Many of the sources said that Epic had generally handled its working culture well prior to Fortnite’s success. “We did overtime when it was necessary,” said one source. “But we always got a fair amount of time for people to prepare for crunch, and it was not mandatory. We knew what features we had to work on, we knew what the plan was, and we had plenty of time.

“础蝉 Fortnite Battle Royale became popular, it changed to having to get a feature done, with hardly any notice, and then having people stay until that feature was ready. So we went from having a month to prepare, to sometimes having as little as a day. A lot of it was mandatory staying at work with no notice until the job was done. Marketing had made a promise, and so we were told that it had to be done.

“It was the most aggressive schedule I’ve ever seen. And people got burnt out in all departments.”

“We have been responding to those challenges by aggressively growing the team, improving our planning process, and experimenting with approaches,” said the Epic spokesperson. The company has implemented mandatory two-week, companywide breaks in the winter and summer.

Most of our sources said that making a complaint to Epic’s human resources department did little to help.

“Ruffling feathers is not conducive to getting where you want to get in the industry,” said one source. “I saw some co-workers who were patient and fine to begin with, but got angrier and angrier over time, pulling so many hours. One day they might stand up and walk out and we’d never see them again. Nobody would talk about them. If I asked, ‘Hey, is [that person] working here anymore?’ I got weird looks.”

In the year prior to the launch of Fortnite Battle Royale, Epic had been downsizing its QA department, in an attempt to move to automated systems. But the company halted the initiative after Battle Royale hit, and quickly hired new contractors.

“It was cramped, and the offices felt like they’d hardly been cleaned,” said one QA source. “We were really crammed in there. We had four people to a side of a table.

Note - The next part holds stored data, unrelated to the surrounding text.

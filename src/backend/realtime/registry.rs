/**
 * Connection Registry
 *
 * Process-local map from user id to that user's single live socket
 * connection. The registry owns each connection's outbound sender: removing
 * an entry drops the sender, which ends the connection's outbound stream and
 * closes the socket.
 *
 * # Connection Lifecycle
 *
 * ```text
 * Connecting ──(handshake ok)──▶ Authenticated ──(close / superseded)──▶ Disconnected
 * ```
 *
 * A failed handshake never reaches `register`. A second connection from the
 * same user replaces the first; `register` hands the replaced entry back so
 * the caller can tell it why it is being closed.
 *
 * # Delivery
 *
 * All delivery is `try_send` on a bounded queue: a full or closed queue drops
 * the event for that connection and the caller keeps going. Nothing here
 * awaits while holding the lock.
 */

use std::collections::{HashMap, HashSet};
use std::sync::{Arc, Mutex, MutexGuard};

use chrono::{DateTime, Utc};
use serde::Serialize;
use tokio::sync::mpsc::{self, error::TrySendError};
use uuid::Uuid;

use crate::shared::event::ServerMessage;
use crate::shared::user::UserProfile;

/// Outbound queue capacity per connection
pub const CONNECTION_QUEUE_CAPACITY: usize = 64;

pub type EventSender = mpsc::Sender<ServerMessage>;
pub type EventReceiver = mpsc::Receiver<ServerMessage>;

/// Create the bounded outbound queue for one connection
pub fn connection_channel() -> (EventSender, EventReceiver) {
    mpsc::channel(CONNECTION_QUEUE_CAPACITY)
}

struct Connection {
    connection_id: Uuid,
    user: UserProfile,
    sender: EventSender,
    rooms: HashSet<String>,
    connected_at: DateTime<Utc>,
}

/// Snapshot of a live connection, as reported by `/api/socket-status`
#[derive(Debug, Clone, Serialize)]
#[serde(rename_all = "camelCase")]
pub struct ConnectedUser {
    pub user_id: i64,
    pub connection_id: Uuid,
    pub user: UserProfile,
    pub rooms: Vec<String>,
    pub connected_at: DateTime<Utc>,
}

/// A connection that was replaced by a newer one from the same user
pub struct SupersededConnection {
    pub connection_id: Uuid,
    sender: EventSender,
}

impl SupersededConnection {
    /// Send a last frame, then drop the sender so the old socket closes
    pub fn notify_and_close(self, message: ServerMessage) {
        if let Err(e) = self.sender.try_send(message) {
            tracing::debug!(
                "[Realtime] Could not notify superseded connection {}: {}",
                self.connection_id,
                e
            );
        }
    }
}

pub struct Registration {
    pub connection_id: Uuid,
    pub superseded: Option<SupersededConnection>,
}

/// Per-call delivery outcome
#[derive(Debug, Default, Clone, Copy, PartialEq, Eq)]
pub struct Delivery {
    pub delivered: usize,
    pub dropped: usize,
}

impl Delivery {
    fn record(&mut self, connection: &Connection, event: &ServerMessage) {
        match connection.sender.try_send(event.clone()) {
            Ok(()) => self.delivered += 1,
            Err(TrySendError::Full(_)) => {
                self.dropped += 1;
                tracing::warn!(
                    "[Realtime] Queue full, dropped {} for user {}",
                    event.name(),
                    connection.user.id
                );
            }
            Err(TrySendError::Closed(_)) => {
                self.dropped += 1;
                tracing::debug!(
                    "[Realtime] Connection closing, dropped {} for user {}",
                    event.name(),
                    connection.user.id
                );
            }
        }
    }
}

#[derive(Clone, Default)]
pub struct ConnectionRegistry {
    connections: Arc<Mutex<HashMap<i64, Connection>>>,
}

impl ConnectionRegistry {
    pub fn new() -> Self {
        Self::default()
    }

    fn lock(&self) -> MutexGuard<'_, HashMap<i64, Connection>> {
        self.connections
            .lock()
            .unwrap_or_else(|poisoned| poisoned.into_inner())
    }

    /// Store a new connection for `user`, replacing any existing one
    pub fn register(&self, user: UserProfile, sender: EventSender) -> Registration {
        let connection_id = Uuid::new_v4();
        let user_id = user.id;
        let connection = Connection {
            connection_id,
            user,
            sender,
            rooms: HashSet::new(),
            connected_at: Utc::now(),
        };

        let previous = self.lock().insert(user_id, connection);

        let superseded = previous.map(|old| {
            tracing::info!(
                "[Realtime] User {} reconnected, superseding connection {}",
                user_id,
                old.connection_id
            );
            SupersededConnection {
                connection_id: old.connection_id,
                sender: old.sender,
            }
        });

        Registration {
            connection_id,
            superseded,
        }
    }

    /// Remove the entry for `user_id` if it still belongs to `connection_id`
    pub fn unregister(&self, user_id: i64, connection_id: Uuid) -> bool {
        let mut connections = self.lock();
        match connections.get(&user_id) {
            Some(current) if current.connection_id == connection_id => {
                connections.remove(&user_id);
                true
            }
            _ => false,
        }
    }

    /// Replace the stored profile of `profile.id`'s live connection.
    ///
    /// Role filters such as `send_where(UserProfile::is_admin, ..)` read this
    /// profile, so it must follow every change to the stored account.
    pub fn update_profile(&self, profile: UserProfile) -> bool {
        match self.lock().get_mut(&profile.id) {
            Some(connection) => {
                connection.user = profile;
                true
            }
            None => false,
        }
    }

    /// Drop whatever connection `user_id` has (used when the account is deleted)
    pub fn evict(&self, user_id: i64) -> bool {
        self.lock().remove(&user_id).is_some()
    }

    pub fn join_room(&self, user_id: i64, connection_id: Uuid, room: impl Into<String>) -> bool {
        match self.lock().get_mut(&user_id) {
            Some(connection) if connection.connection_id == connection_id => {
                connection.rooms.insert(room.into());
                true
            }
            _ => false,
        }
    }

    pub fn leave_room(&self, user_id: i64, connection_id: Uuid, room: &str) -> bool {
        match self.lock().get_mut(&user_id) {
            Some(connection) if connection.connection_id == connection_id => {
                connection.rooms.remove(room)
            }
            _ => false,
        }
    }

    pub fn connection_count(&self) -> usize {
        self.lock().len()
    }

    pub fn is_connected(&self, user_id: i64) -> bool {
        self.lock().contains_key(&user_id)
    }

    /// Snapshot of every live connection, ordered by user id
    pub fn connected_users(&self) -> Vec<ConnectedUser> {
        let mut users: Vec<ConnectedUser> = self
            .lock()
            .iter()
            .map(|(user_id, connection)| {
                let mut rooms: Vec<String> = connection.rooms.iter().cloned().collect();
                rooms.sort();
                ConnectedUser {
                    user_id: *user_id,
                    connection_id: connection.connection_id,
                    user: connection.user.clone(),
                    rooms,
                    connected_at: connection.connected_at,
                }
            })
            .collect();
        users.sort_by_key(|u| u.user_id);
        users
    }

    /// Deliver to every connection
    pub fn broadcast(&self, event: &ServerMessage) -> Delivery {
        self.send_where(|_| true, event)
    }

    /// Deliver to the connections whose user matches `predicate`
    pub fn send_where<P>(&self, predicate: P, event: &ServerMessage) -> Delivery
    where
        P: Fn(&UserProfile) -> bool,
    {
        let mut delivery = Delivery::default();
        for connection in self.lock().values() {
            if predicate(&connection.user) {
                delivery.record(connection, event);
            }
        }
        delivery
    }

    pub fn send_to_user(&self, user_id: i64, event: &ServerMessage) -> Delivery {
        let mut delivery = Delivery::default();
        if let Some(connection) = self.lock().get(&user_id) {
            delivery.record(connection, event);
        }
        delivery
    }

    pub fn send_to_room(&self, room: &str, event: &ServerMessage) -> Delivery {
        let mut delivery = Delivery::default();
        for connection in self.lock().values() {
            if connection.rooms.contains(room) {
                delivery.record(connection, event);
            }
        }
        delivery
    }
}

“I remember being in a team meeting and there was a Q&A session at the end, and it was just dead air. Then, one tester came forward and asked about how the company was going to deal with crunch. When is it going to slow down? The mood of the room shifted. And the manager said they were trying to figure it out. It was an answer that was not an answer. Very shortly after that, the tester who asked the question left the company.”

Epic sought to alleviate the severe crunch by implementing two-week schedules for updates, which included patches and new features. It also introduced shifts. But the situation did not improve.

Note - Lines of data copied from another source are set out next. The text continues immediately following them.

/**
 * Task Event Fanout
 *
 * Turns a committed task mutation into socket events:
 *
 * - `task_<kind>` with `{ task, actorName, kind }` to every connection
 * - `task_<kind>_admin` with the actor's id and email plus the live
 *   connection count, to connections whose user holds the admin role
 *
 * Delivery is fire-and-forget. `publish` never fails; the report it returns
 * is only for logging and tests.
 */

use crate::backend::realtime::registry::ConnectionRegistry;
use crate::shared::event::{AdminTaskEventPayload, ServerMessage, TaskEventKind, TaskEventPayload};
use crate::shared::task::Task;
use crate::shared::user::UserProfile;

#[derive(Debug, Default, Clone, Copy, PartialEq, Eq)]
pub struct FanoutReport {
    /// Connections that accepted the broadcast event
    pub delivered: usize,
    /// Admin connections that accepted the admin event
    pub admin_delivered: usize,
    /// Events dropped on full or closed queues, both families
    pub dropped: usize,
}

#[derive(Clone)]
pub struct EventFanout {
    registry: ConnectionRegistry,
}

impl EventFanout {
    pub fn new(registry: ConnectionRegistry) -> Self {
        Self { registry }
    }

    pub fn publish(&self, kind: TaskEventKind, task: &Task, actor: &UserProfile) -> FanoutReport {
        let broadcast = ServerMessage::task_event(TaskEventPayload {
            task: task.clone(),
            actor_name: actor.name.clone(),
            kind,
        });
        let everyone = self.registry.broadcast(&broadcast);

        let admin = ServerMessage::admin_task_event(AdminTaskEventPayload {
            task: task.clone(),
            actor_name: actor.name.clone(),
            kind,
            actor_id: actor.id,
            actor_email: actor.email.clone(),
            connection_count: self.registry.connection_count(),
        });
        let admins = self.registry.send_where(UserProfile::is_admin, &admin);

        let report = FanoutReport {
            delivered: everyone.delivered,
            admin_delivered: admins.delivered,
            dropped: everyone.dropped + admins.dropped,
        };

        tracing::info!(
            "[Realtime] {} for task {} by user {} delivered to {} connections ({} admin, {} dropped)",
            kind.event_name(),
            task.id,
            actor.id,
            report.delivered,
            report.admin_delivered,
            report.dropped
        );

        report
    }
}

“If a build went out into the wild and there was a negative reaction, then someone at the top would say, ‘We need to change that,’” one source said, “and everyone would be pulled in from what they were doing, and people were told to cancel their plans, because they were going to crunch until this was done. It was never-ending. It’s great for supporting the community and for the public. But that comes at a cost.”

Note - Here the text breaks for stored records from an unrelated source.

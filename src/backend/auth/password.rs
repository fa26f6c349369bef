//! bcrypt hashing, run on the blocking pool so request tasks stay responsive.

use crate::backend::error::BackendError;

pub async fn hash_password(password: String, cost: u32) -> Result<String, BackendError> {
    let hash = tokio::task::spawn_blocking(move || bcrypt::hash(password, cost)).await??;
    Ok(hash)
}

pub async fn verify_password(password: String, hash: String) -> Result<bool, BackendError> {
    let valid = tokio::task::spawn_blocking(move || bcrypt::verify(password, &hash)).await??;
    Ok(valid)
}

At various points, Epic executives have sent out directives that overtime is voluntary, and must not be demanded. But on the ground, this has had little effect.

“The younger people are especially vulnerable,” said one source. “I try to tell them to go home, but they say, ‘I want to get on and be promoted. I need to be here to do that.’ The competition is very high, they are ambitious, and they think it’s fine to work a 100-hour week.

“It’s killing people. Something has to change. I can’t see how we can go on like this for another year. At first, it was fine, because Fortnite was a big success and that felt good. We were solving problems that were new for Epic: how to run a big, global game as an online service. But now the workload is just endless.”